African Success Story?

INSIGHT: The Stephen Lewis Foundation upends our notions of development and charity
Story by Gordon Bowness
In Toronto, Oct 2010
The Stephen Lewis Foundation is a Canadian-based aid agency turning charity on its head. In supporting grassroots organizations fighting the AIDS pandemic in sub-Saharan Africa, SLF reverses the traditional charity dynamic that sees Western experts helping hapless Africans. Instead, the foundation takes its cue from people doing amazing work on the frontlines: The Africans are the experts. They need money and access to resources, certainly; they don’t need our help.
The flip side to that approach, in terms of Canadians funding the foundation, is equally untraditional. Don’t give money because you feel sad and guilty, because you feel you have too much. Give because you want more. Africans aren’t the beneficiaries; we are.
“There is an extraordinary amount of suffering and death and struggle,” says Ilana Landsberg-Lewis, executive director of SLF. “That’s the reality of AIDS in Africa. But people in the communities, in grassroots projects, are doing an extraordinary amount with very little.

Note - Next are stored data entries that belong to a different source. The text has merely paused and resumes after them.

use buriview::app;
use buriview::config::{Config, GlyphMetrics, LcdPalette, Rgb};
use clap::Parser;
use log::LevelFilter;
use std::error::Error;
use std::fs::File;
use std::path::PathBuf;
use std::time::Duration;

#[derive(Parser, Debug)]
#[command(
    name = "buriview",
    about = "Watch the Buri microcomputer's LCD, serial terminal and memory."
)]
struct Args {
    /// Decrease verbosity.
    #[arg(short, long)]
    quiet: bool,

    /// Increase verbosity (repeat for more).
    #[arg(short, long, action = clap::ArgAction::Count)]
    verbose: u8,

    /// Write the log here; logging is off without it since the UI owns the tty.
    #[arg(long, value_name = "FILE")]
    log: Option<PathBuf>,

    /// Pre-load FILE into RAM.
    #[arg(long, value_name = "FILE")]
    load: Option<PathBuf>,

    /// Address for --load, in hex.
    #[arg(long, value_name = "ADDR", default_value = "5000", value_parser = parse_addr)]
    load_addr: u16,

    /// Serial terminal rows.
    #[arg(long, default_value_t = 24)]
    rows: usize,

    /// Serial terminal columns.
    #[arg(long, default_value_t = 80)]
    cols: usize,

    /// Lit LCD dot colour, RRGGBB.
    #[arg(long, value_name = "RRGGBB", value_parser = parse_colour)]
    lcd_on: Option<Rgb>,

    /// Unlit LCD dot colour, RRGGBB.
    #[arg(long, value_name = "RRGGBB", value_parser = parse_colour)]
    lcd_off: Option<Rgb>,

    /// LCD panel background colour, RRGGBB.
    #[arg(long, value_name = "RRGGBB", value_parser = parse_colour)]
    lcd_bg: Option<Rgb>,

    /// Memory view refresh period in milliseconds.
    #[arg(long, default_value_t = 66)]
    refresh_ms: u64,

    /// Don't beep on BEL.
    #[arg(long)]
    mute: bool,
}

fn parse_addr(s: &str) -> Result<u16, String> {
    let hex = s.trim_start_matches("0x").trim_start_matches("0X");
    u16::from_str_radix(hex, 16).map_err(|e| format!("bad address {:?}: {}", s, e))
}

fn parse_colour(s: &str) -> Result<Rgb, String> {
    Rgb::parse(s).map_err(|e| e.to_string())
}

fn init_logging(args: &Args) -> Result<(), Box<dyn Error>> {
    let mut builder = env_logger::Builder::new();
    match &args.log {
        Some(path) => {
            let level = match (args.quiet, args.verbose) {
                (true, _) => LevelFilter::Warn,
                (false, 0) => LevelFilter::Info,
                (false, 1) => LevelFilter::Debug,
                _ => LevelFilter::Trace,
            };
            builder
                .filter_level(level)
                .parse_default_env()
                .target(env_logger::Target::Pipe(Box::new(File::create(path)?)));
        }
        None => {
            builder.filter_level(LevelFilter::Off);
        }
    }
    builder.init();
    Ok(())
}

fn main() -> Result<(), Box<dyn Error>> {
    let args = Args::parse();
    init_logging(&args)?;

    let defaults = LcdPalette::default();
    let config = Config {
        palette: LcdPalette {
            on: args.lcd_on.unwrap_or(defaults.on),
            off: args.lcd_off.unwrap_or(defaults.off),
            background: args.lcd_bg.unwrap_or(defaults.background),
        },
        metrics: GlyphMetrics::TERMINAL,
        terminal_rows: args.rows,
        terminal_cols: args.cols,
        memory_refresh: Duration::from_millis(args.refresh_ms),
        mute: args.mute,
        load: args.load,
        load_addr: args.load_addr,
        ..Config::default()
    };

    app::run(config)
}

“The communities are coming up with sophisticated, innovative strategies, amazing ways of counselling one another, supporting one another, trying to build a future for the kids.”
One example can stand for the more than 300 projects funded by the foundation: GAPA (Grannies against Poverty and AIDS) in Cape Town, South Africa began in 2001, one of many self-help groups that sprang up. African grandmothers care for millions of children orphaned by AIDS. They bury their adult children and then take care of as many as 10 to 15 grandchildren. Many grandmothers are HIV-positive themselves.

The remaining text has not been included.